# Powerflex 70 Reverse Direction



## rlvmaiden (Nov 3, 2020)

Would it just be a matter of running another PLC output contactor to Digital In 3, and then setting that Parameter (363) to value 9 (Run Reverse)? Then I would verify that Digital In 1 Parameter (361) is set to value 8 (Run Forward) so that it continues to operate properly when a normal run command is set, as I'll likely need to change Parameter 190 to bipolar to allow the VFD to run in reverse, or is this even necessary?


----------



## gpop (May 14, 2018)

The drive is using a 20-com-r remote i/o card so simply program it to do what you want it to do.

It says its a 1/4 rack but as its connected to a slc 5 its probably a 1/2 rack. Second word will be the run/stop commands just look in the manual and add the reverse command. Also add a time delay as rapidly switching especially if you are not using decel to stop will cause problems. 

the command to reverse could be a switch to the plc or you could get fancy and automate it.


----------



## just the cowboy (Sep 4, 2013)

rlvmaiden said:


> Would it just be a matter of running another PLC output contactor to Digital In 3, and then setting that Parameter (363) to value 9 (Run Reverse)? Then I would verify that Digital In 1 Parameter (361) is set to value 8 (Run Forward) so that it continues to operate properly when a normal run command is set, as I'll likely need to change Parameter 190 to bipolar to allow the VFD to run in reverse, or is this even necessary?

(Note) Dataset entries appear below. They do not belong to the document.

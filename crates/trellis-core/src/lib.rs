//! Shared domain types for the trellis gateway.
//!
//! Everything here is plain data: conversation threads and their turns,
//! the normalized request/reply shapes both ingest producers emit, and
//! token accounting. No I/O, no locking.

pub mod request;
pub mod thread;
pub mod usage;

pub use request::{ChatReply, ChatRequest, RequestOrigin};
pub use thread::{ConversationThread, Turn, TurnRole};
pub use usage::TokenUsage;
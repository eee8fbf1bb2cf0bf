use std::io::Write;

/// Initializes env_logger with a timestamped line format. `RUST_LOG`
/// still overrides the level chosen here.
pub fn init_logging(debug: bool) {
    let filter = if debug { "debug" } else { "info" };

    env_logger::Builder::from_env(env_logger::Env::default().default_filter_or(filter))
        .format(|buf, record| {
            writeln!(
                buf,
                "[{}] {} [{}] {}",
                chrono::Local::now().format("%Y-%m-%d %H:%M:%S%.3f"),
                record.level(),
                record.target(),
                record.args()
            )
        })
        .init();
}
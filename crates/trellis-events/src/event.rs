use serde::Deserialize;

/// One raw event as delivered on the platform feed. Unknown fields are
/// ignored; absent ones decode as `None`.
#[derive(Debug, Clone, Deserialize)]
pub struct PlatformEvent {
    #[serde(rename = "type")]
    pub kind: String,
    #[serde(default)]
    pub user: Option<String>,
    #[serde(default)]
    pub text: Option<String>,
    #[serde(default)]
    pub channel: Option<String>,
    #[serde(default)]
    pub channel_type: Option<String>,
    #[serde(default)]
    pub ts: Option<String>,
    #[serde(default)]
    pub thread_ts: Option<String>,
    #[serde(default)]
    pub bot_id: Option<String>,
}

/// A filtered, normalized inbound message ready for dispatch.
#[derive(Debug, Clone, PartialEq, Eq)]
pub struct InboundMessage {
    pub channel: String,
    /// Stable conversation key: the thread root timestamp, falling back to
    /// the message's own timestamp.
    pub thread_key: String,
    pub user_id: String,
    pub text: String,
    /// Where the reply threads. `Some` for mentions (reply in-thread),
    /// `None` for direct messages (reply in the open conversation).
    pub reply_thread_ts: Option<String>,
}

impl PlatformEvent {
    /// Normalizes one event, or returns `None` for anything that must not
    /// produce a reply: the gateway's own echoes, channel chatter that is
    /// not a mention, and events missing an address or sender.
    pub fn normalize(&self) -> Option<InboundMessage> {
        if self.bot_id.is_some() {
            return None;
        }
        let mentioned = self.kind == "app_mention";
        let direct = self.kind == "message" && self.channel_type.as_deref() == Some("im");
        if !mentioned && !direct {
            return None;
        }

        let channel = self.channel.clone()?;
        let user_id = self.user.clone()?;
        let ts = self.ts.clone()?;
        let thread_key = self.thread_ts.clone().unwrap_or(ts);

        let raw_text = self.text.as_deref().unwrap_or("");
        let text = if mentioned {
            strip_mention(raw_text)
        } else {
            raw_text.trim()
        };

        Some(InboundMessage {
            channel,
            reply_thread_ts: mentioned.then(|| thread_key.clone()),
            thread_key,
            user_id,
            text: text.to_string(),
        })
    }
}

/// Drops the leading `<@Uxxxx>` token a mention carries.
fn strip_mention(text: &str) -> &str {
    let trimmed = text.trim();
    if trimmed.starts_with("<@") {
        match trimmed.split_once('>') {
            Some((_, rest)) => rest.trim(),
            None => trimmed,
        }
    } else {
        trimmed
    }
}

Basically yes if DI#1 is run forward do like you said and make DI#3 run reverse. As @gpop said I don't know if that drive has anti plugging, if not you have to do the time delay/zero motion route. I would also only allow it to run reverse in jog mode for clearing jams.


----------



## rlvmaiden (Nov 3, 2020)

just the cowboy said:


> Basically yes if DI#1 is run forward do like you said and make DI#3 run reverse. As @gpop said I don't know if that drive has anti plugging, if not you have to do the time delay/zero motion route. I would also only allow it to run reverse in jog mode for clearing jams.


The reverse command I'm adding will only be for a quick jog when it's jammed, it'll never be running from forward straight to reverse. Do I need to change parameter 190 to bipolar or can I leave it Unipolar and just program DI3 for reverse run? Will this work or does 190 need to be Bipolar for the VFD to send reverse commands?


----------



## gpop (May 14, 2018)

rlvmaiden said:


> The reverse command I'm adding will only be for a quick jog when it's jammed, it'll never be running from forward straight to reverse. Do I need to change parameter 190 to bipolar or can I leave it Unipolar and just program DI3 for reverse run? Will this work or does 190 need to be Bipolar for the VFD to send reverse commands?



has to be bipolar.

Seems weird that you want to use both remote i/o and digital inputs as this can cause problems (remote i/o owns the stop command)


----------



## rlvmaiden (Nov 3, 2020)

gpop said:


> has to be bipolar.
> 
> Seems weird that you want to use both remote i/o and digital inputs as this can cause problems (remote i/o owns the stop command)


Take the drawing with a grain of salt, I can't remember if that remote I/O is actually there or not, it wouldn't be the first time the drawings for this old plant were wrong. I do know for a fact, though, that the PLC sends a start command from its output card, so if it's working in that configuration then it should be a quick thing to run one more wire from the terminal strip to this VFD and change a couple of parameters.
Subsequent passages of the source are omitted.